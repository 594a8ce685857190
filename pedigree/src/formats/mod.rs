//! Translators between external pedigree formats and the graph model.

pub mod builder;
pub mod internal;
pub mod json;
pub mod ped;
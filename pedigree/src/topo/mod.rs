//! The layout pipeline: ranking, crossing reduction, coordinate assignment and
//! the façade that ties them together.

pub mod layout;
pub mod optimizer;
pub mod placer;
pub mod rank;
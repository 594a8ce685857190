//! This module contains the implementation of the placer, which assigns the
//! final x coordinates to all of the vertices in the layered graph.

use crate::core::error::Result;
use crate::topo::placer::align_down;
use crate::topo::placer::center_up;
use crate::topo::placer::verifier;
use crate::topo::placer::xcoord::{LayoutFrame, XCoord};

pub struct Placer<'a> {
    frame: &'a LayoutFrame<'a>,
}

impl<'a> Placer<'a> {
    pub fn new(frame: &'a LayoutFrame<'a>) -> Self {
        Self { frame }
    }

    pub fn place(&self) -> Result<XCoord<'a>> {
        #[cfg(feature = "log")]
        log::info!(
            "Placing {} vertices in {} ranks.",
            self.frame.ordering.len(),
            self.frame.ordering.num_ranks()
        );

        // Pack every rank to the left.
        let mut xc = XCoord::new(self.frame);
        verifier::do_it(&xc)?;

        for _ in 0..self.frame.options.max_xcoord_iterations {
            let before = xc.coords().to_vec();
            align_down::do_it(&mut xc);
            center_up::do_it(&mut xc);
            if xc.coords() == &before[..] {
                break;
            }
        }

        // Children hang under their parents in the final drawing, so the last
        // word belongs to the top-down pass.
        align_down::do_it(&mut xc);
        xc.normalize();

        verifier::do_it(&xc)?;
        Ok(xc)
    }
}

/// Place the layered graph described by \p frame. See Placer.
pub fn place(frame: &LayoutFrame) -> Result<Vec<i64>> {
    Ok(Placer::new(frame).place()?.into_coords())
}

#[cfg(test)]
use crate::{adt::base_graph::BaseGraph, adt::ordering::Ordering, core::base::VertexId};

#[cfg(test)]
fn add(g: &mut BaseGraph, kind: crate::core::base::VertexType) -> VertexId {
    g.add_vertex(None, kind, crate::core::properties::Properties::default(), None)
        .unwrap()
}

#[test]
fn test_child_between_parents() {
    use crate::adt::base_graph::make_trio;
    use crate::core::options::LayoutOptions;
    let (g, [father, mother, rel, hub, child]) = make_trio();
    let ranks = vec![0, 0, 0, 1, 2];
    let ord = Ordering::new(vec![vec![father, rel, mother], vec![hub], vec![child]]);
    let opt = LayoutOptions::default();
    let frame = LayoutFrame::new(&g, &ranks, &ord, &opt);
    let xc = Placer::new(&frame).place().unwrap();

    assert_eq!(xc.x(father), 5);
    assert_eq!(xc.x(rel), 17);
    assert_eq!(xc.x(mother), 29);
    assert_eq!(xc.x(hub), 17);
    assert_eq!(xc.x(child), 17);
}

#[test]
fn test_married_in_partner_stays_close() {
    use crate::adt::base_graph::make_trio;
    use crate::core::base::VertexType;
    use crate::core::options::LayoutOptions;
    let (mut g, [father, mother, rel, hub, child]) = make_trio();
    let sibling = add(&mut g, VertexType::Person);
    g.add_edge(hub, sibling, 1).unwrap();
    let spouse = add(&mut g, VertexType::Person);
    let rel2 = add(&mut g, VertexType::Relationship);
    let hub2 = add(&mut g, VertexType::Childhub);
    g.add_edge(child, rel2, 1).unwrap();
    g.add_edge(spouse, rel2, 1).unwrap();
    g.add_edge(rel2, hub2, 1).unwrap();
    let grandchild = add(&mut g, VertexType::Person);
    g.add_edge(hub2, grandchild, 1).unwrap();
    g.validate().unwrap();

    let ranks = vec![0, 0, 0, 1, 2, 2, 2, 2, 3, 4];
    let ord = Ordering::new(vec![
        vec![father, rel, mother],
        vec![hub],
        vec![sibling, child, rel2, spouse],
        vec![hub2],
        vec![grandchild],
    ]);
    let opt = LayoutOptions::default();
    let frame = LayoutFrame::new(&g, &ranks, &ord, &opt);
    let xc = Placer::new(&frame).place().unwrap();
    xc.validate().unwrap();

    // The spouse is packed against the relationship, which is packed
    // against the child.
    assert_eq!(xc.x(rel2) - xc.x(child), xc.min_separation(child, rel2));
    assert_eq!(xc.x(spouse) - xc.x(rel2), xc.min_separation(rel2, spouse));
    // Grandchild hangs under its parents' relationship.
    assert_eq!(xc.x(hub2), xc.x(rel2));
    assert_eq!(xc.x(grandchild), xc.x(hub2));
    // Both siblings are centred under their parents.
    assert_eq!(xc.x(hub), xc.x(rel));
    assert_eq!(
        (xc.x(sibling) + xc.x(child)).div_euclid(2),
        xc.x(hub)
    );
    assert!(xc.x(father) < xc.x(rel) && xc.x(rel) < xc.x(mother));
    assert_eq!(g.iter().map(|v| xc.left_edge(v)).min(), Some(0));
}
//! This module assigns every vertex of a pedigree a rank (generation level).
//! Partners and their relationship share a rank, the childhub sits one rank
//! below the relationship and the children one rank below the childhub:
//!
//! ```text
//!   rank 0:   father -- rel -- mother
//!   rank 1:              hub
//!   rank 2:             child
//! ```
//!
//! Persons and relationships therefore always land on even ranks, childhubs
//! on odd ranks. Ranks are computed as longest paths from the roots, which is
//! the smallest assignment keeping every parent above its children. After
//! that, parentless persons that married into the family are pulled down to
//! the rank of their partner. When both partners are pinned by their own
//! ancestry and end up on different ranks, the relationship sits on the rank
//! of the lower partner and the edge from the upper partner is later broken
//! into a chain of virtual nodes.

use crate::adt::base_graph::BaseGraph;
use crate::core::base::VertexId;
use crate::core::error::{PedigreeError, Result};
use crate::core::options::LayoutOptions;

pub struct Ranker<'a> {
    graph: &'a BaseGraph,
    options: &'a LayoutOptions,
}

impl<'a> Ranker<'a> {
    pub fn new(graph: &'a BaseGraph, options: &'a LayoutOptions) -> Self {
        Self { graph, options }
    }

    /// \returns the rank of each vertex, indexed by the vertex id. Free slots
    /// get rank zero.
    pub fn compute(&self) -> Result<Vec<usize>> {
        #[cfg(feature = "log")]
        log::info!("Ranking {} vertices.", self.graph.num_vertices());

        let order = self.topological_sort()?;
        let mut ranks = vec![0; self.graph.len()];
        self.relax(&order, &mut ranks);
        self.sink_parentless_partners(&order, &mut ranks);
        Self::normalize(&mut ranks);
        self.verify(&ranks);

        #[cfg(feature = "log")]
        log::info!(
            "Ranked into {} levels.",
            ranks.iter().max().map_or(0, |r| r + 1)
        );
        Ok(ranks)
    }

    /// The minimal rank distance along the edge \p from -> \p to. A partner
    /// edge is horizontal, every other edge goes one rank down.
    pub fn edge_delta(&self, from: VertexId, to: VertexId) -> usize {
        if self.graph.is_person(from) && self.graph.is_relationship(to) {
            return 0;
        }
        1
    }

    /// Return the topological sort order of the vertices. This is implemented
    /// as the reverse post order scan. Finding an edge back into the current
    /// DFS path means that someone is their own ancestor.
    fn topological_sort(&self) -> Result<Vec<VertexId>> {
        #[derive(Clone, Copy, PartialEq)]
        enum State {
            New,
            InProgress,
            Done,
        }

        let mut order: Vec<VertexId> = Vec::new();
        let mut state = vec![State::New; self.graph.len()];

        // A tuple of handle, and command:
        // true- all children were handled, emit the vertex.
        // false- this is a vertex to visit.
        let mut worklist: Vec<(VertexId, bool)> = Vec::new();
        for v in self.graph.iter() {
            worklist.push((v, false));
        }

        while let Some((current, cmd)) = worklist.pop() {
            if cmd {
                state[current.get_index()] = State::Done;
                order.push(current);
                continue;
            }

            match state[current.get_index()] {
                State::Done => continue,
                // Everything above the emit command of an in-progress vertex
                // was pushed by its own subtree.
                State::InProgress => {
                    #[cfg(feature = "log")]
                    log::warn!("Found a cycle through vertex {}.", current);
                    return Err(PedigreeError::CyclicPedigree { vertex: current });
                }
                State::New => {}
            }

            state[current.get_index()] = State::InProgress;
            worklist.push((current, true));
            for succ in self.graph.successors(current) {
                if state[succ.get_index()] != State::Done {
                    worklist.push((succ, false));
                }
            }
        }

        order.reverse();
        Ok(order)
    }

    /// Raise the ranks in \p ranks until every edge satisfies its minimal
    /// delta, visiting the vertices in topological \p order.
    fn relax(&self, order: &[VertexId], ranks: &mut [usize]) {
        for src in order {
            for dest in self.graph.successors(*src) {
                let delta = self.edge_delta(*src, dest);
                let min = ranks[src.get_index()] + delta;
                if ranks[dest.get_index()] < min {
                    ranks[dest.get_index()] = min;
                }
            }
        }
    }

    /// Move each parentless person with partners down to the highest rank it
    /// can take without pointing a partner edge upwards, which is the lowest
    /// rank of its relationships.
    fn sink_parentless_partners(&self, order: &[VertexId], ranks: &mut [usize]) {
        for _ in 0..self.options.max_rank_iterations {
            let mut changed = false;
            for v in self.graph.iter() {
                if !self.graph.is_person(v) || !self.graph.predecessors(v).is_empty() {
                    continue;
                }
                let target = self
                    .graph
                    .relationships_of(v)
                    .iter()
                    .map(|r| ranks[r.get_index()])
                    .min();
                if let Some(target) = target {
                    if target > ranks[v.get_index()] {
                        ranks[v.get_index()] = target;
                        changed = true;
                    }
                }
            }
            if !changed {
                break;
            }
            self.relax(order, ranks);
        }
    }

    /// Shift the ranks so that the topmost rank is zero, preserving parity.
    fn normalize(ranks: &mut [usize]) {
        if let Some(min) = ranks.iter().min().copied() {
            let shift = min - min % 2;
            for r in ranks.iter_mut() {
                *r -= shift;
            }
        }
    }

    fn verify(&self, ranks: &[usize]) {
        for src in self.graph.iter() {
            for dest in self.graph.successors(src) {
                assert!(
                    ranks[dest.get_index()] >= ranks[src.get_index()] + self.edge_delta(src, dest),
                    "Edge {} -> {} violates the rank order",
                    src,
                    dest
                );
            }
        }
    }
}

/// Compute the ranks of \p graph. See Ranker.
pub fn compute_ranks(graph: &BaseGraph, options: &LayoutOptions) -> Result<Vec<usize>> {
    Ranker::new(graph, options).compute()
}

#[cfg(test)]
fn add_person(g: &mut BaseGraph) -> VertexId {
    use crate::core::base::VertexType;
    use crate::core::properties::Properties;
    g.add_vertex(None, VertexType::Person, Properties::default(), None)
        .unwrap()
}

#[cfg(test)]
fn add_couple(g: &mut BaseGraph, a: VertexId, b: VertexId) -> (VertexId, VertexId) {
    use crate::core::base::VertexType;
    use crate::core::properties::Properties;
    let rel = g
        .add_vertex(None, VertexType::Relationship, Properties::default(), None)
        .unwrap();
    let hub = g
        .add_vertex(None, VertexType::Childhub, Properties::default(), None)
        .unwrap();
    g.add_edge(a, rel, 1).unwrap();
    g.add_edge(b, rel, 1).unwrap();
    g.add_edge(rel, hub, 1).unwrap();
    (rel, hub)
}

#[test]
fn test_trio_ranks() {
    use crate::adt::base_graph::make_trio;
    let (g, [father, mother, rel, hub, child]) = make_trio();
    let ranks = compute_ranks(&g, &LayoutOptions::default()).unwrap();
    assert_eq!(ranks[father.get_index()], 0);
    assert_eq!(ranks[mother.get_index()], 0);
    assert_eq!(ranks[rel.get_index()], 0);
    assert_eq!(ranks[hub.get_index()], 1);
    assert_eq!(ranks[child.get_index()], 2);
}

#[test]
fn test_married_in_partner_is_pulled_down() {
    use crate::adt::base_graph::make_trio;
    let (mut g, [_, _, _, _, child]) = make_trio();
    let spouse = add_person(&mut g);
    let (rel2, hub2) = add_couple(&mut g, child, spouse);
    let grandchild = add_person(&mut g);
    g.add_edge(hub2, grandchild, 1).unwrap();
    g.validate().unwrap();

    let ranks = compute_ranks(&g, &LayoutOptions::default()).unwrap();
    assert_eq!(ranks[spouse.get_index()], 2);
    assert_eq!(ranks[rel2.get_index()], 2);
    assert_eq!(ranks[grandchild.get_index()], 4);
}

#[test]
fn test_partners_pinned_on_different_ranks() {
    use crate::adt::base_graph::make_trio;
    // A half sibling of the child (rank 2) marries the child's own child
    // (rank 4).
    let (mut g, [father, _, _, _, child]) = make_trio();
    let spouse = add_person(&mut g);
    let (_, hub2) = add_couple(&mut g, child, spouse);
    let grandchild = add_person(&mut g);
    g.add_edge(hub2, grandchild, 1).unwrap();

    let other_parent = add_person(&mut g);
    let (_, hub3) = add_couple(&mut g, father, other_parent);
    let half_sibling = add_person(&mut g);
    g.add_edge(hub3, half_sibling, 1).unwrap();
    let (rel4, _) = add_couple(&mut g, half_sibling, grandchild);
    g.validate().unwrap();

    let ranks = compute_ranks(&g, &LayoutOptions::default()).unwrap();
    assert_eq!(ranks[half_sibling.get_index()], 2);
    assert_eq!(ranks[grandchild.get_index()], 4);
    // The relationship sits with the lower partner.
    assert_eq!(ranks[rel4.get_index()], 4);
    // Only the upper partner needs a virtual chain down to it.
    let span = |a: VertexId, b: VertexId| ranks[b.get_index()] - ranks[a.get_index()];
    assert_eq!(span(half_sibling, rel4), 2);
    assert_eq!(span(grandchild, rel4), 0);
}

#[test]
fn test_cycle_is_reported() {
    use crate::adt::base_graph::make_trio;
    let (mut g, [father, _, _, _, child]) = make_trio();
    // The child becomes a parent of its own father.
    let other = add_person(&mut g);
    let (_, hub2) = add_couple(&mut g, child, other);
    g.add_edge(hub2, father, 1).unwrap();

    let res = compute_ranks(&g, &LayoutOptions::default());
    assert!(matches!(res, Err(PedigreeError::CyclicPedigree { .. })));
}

TASK ITEM: Would you print, exactly as written, every line above from the one holding "VertexType::Person, Properties::default(), None)" through the one holding "let hub = g", with both included and no other lines?

WRITTEN ANSWER:
    g.add_vertex(None, VertexType::Person, Properties::default(), None)
        .unwrap()
}

#[cfg(test)]
fn add_couple(g: &mut BaseGraph, a: VertexId, b: VertexId) -> (VertexId, VertexId) {
    use crate::core::base::VertexType;
    use crate::core::properties::Properties;
    let rel = g
        .add_vertex(None, VertexType::Relationship, Properties::default(), None)
        .unwrap();
    let hub = g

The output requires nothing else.